Blue Angels pilots serve in the demonstration team for two-year tours, before they return to operational assignments in the Navy’s fleet. Lt. Mark Tedrow of the Blue Angels team was on hand, speaking to guests of all ages attending the preview. Tedrow has been flying in total for eight years, but only since September with the Blue Angels team.
“No one ever really knows if they are going to [become] a Blue Angel; it’s more of a goal,” shared Tedrow. “The fact that I belong to the team is a dream come true.” This was his first year flying, and aannouncing, at the Jones Beach air show.

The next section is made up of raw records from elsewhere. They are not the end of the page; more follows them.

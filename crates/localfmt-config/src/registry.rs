//! Resolving a [`Config`] into the formatters usable on this platform.

use crate::model::{Config, FormatterConfig};
use crate::platform::Platform;
use std::fmt;

/// A formatter that passed validation, with its command resolved for the platform.
#[derive(Debug, Clone, PartialEq, Eq)]
pub struct FormatterDefinition {
    /// Position of the formatter in the configuration.
    pub index: usize,
    /// Language identifiers this formatter handles.
    pub languages: Vec<String>,
    /// Command template for this platform (non-empty).
    pub command: Vec<String>,
    /// Configured working directory, if any.
    pub cwd: Option<String>,
}

impl FormatterDefinition {
    /// Returns `true` if this formatter handles `language`.
    pub fn handles(&self, language: &str) -> bool {
        self.languages.iter().any(|l| l == language)
    }
}

/// How serious a configuration problem is.
#[derive(Debug, Clone, Copy, PartialEq, Eq)]
pub enum IssueSeverity {
    /// The formatter was skipped for this platform only.
    Warning,
    /// The formatter entry is unusable.
    Error,
}

/// A problem found while building a [`FormatterRegistry`].
#[derive(Debug, Clone, PartialEq, Eq)]
pub struct ConfigIssue {
    /// Severity of the problem.
    pub severity: IssueSeverity,
    /// Position of the offending formatter in the configuration.
    pub formatter_index: usize,
    /// Human-readable description.
    pub message: String,
}

impl fmt::Display for ConfigIssue {
    fn fmt(&self, f: &mut fmt::Formatter<'_>) -> fmt::Result {
        let label = match self.severity {
            IssueSeverity::Warning => "warning",
            IssueSeverity::Error => "error",
        };
        write!(f, "{}: {}", label, self.message)
    }
}

/// The set of registered formatters, looked up by language.
#[derive(Debug, Clone)]
pub struct FormatterRegistry {
    platform: Platform,
    formatters: Vec<FormatterDefinition>,
}

impl FormatterRegistry {
    /// An empty registry for `platform`.
    pub fn new(platform: Platform) -> Self {
        Self {
            platform,
            formatters: Vec::new(),
        }
    }

    /// Build a registry from `config`, returning the problems found along the way.
    pub fn from_config(config: &Config, platform: Platform) -> (Self, Vec<ConfigIssue>) {
        let mut registry = Self::new(platform);
        let issues = registry.reload(config);
        (registry, issues)
    }

    /// Replace every registered formatter with the ones in `config`.
    ///
    /// Disabled formatters are skipped silently. Each issue is also logged.
    pub fn reload(&mut self, config: &Config) -> Vec<ConfigIssue> {
        self.formatters.clear();
        let mut issues = Vec::new();

        for (index, formatter) in config.formatters.iter().enumerate() {
            if formatter.disabled {
                log::debug!("formatter #{} is disabled", index);
                continue;
            }
            match self.resolve(index, formatter) {
                Ok(definition) => {
                    log::info!(
                        "registered formatter #{} for languages {:?}: {:?}",
                        index,
                        definition.languages,
                        definition.command
                    );
                    self.formatters.push(definition);
                }
                Err(issue) => {
                    match issue.severity {
                        IssueSeverity::Warning => log::warn!("{}", issue.message),
                        IssueSeverity::Error => log::error!("{}", issue.message),
                    }
                    issues.push(issue);
                }
            }
        }

        issues
    }

    fn resolve(
        &self,
        index: usize,
        formatter: &FormatterConfig,
    ) -> Result<FormatterDefinition, ConfigIssue> {
        let languages = match &formatter.languages {
            Some(languages) if !languages.is_empty() => languages.clone(),
            _ => {
                return Err(ConfigIssue {
                    severity: IssueSeverity::Error,
                    formatter_index: index,
                    message: format!(
                        "Custom formatter #{} does not have any languages defined",
                        index
                    ),
                });
            }
        };

        let command = match formatter.command.resolve(&self.platform) {
            Some(command) if !command.is_empty() => command.to_vec(),
            _ => {
                let languages_json = serde_json::to_string(&languages)
                    .unwrap_or_else(|_| format!("{:?}", languages));
                return Err(ConfigIssue {
                    severity: IssueSeverity::Warning,
                    formatter_index: index,
                    message: format!(
                        "Not registering custom formatter for languages {}, because no command is specified for this platform ({})",
                        languages_json, self.platform
                    ),
                });
            }
        };

        Ok(FormatterDefinition {
            index,
            languages,
            command,
            cwd: formatter.cwd.clone(),
        })
    }

    /// The platform commands are resolved for.
    pub fn platform(&self) -> &Platform {
        &self.platform
    }

    /// The first registered formatter handling `language`.
    pub fn formatter_for(&self, language: &str) -> Option<&FormatterDefinition> {
        self.formatters.iter().find(|f| f.handles(language))
    }

    /// All registered formatters in configuration order.
    pub fn formatters(&self) -> &[FormatterDefinition] {
        &self.formatters
    }

    /// Number of registered formatters.
    pub fn len(&self) -> usize {
        self.formatters.len()
    }

    /// Returns `true` if nothing is registered.
    pub fn is_empty(&self) -> bool {
        self.formatters.is_empty()
    }
}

“It’s an incredible place to do an air show,” said Captain Thomas Edelson, public affairs officer for the Royal Canadian Air Force Snowbirds. The Canadian demo team had performed at the Jones Beach Air Show several years ago and is excited to be back this year to perform for Long Island. The Canadian team performs more than six shows throughout the United States each year. The Snowbirds use nine planes in their showcase. Similar to the Blue Angels, the Snowbirds join the team for two-year rotations.
Bethpage Federal Credit Union President and Chief Executive Officer Kirk Kordeleski shared why this air show is so important for Long Island, saying, “It’s part of our history, it goes back to the days of Roosevelt Field and certainly to the defense contracting days; aviation history is here.”
Behind the scenes, some may wonder what it takes to pull off such a gigantic event, year after year. Anton Newspapers caught up with Linda Armyn, senior vice president of corporate strategy and government relations of Bethpage Federal Credit Union, whose job is to orchestrate the details of the show.
“It’s a part-time job, all year,” said Armyn. “This air show is a true private-public partnership, everyone works so hard to make it all happen.” She explained the process for planning and organizing such an event; next year’s show planning almost begins next week with a recap and analysis of this year’s event. Then applications and organizing begin in September, followed by inter-agency collaboration at the Air Show Conference that is held in December.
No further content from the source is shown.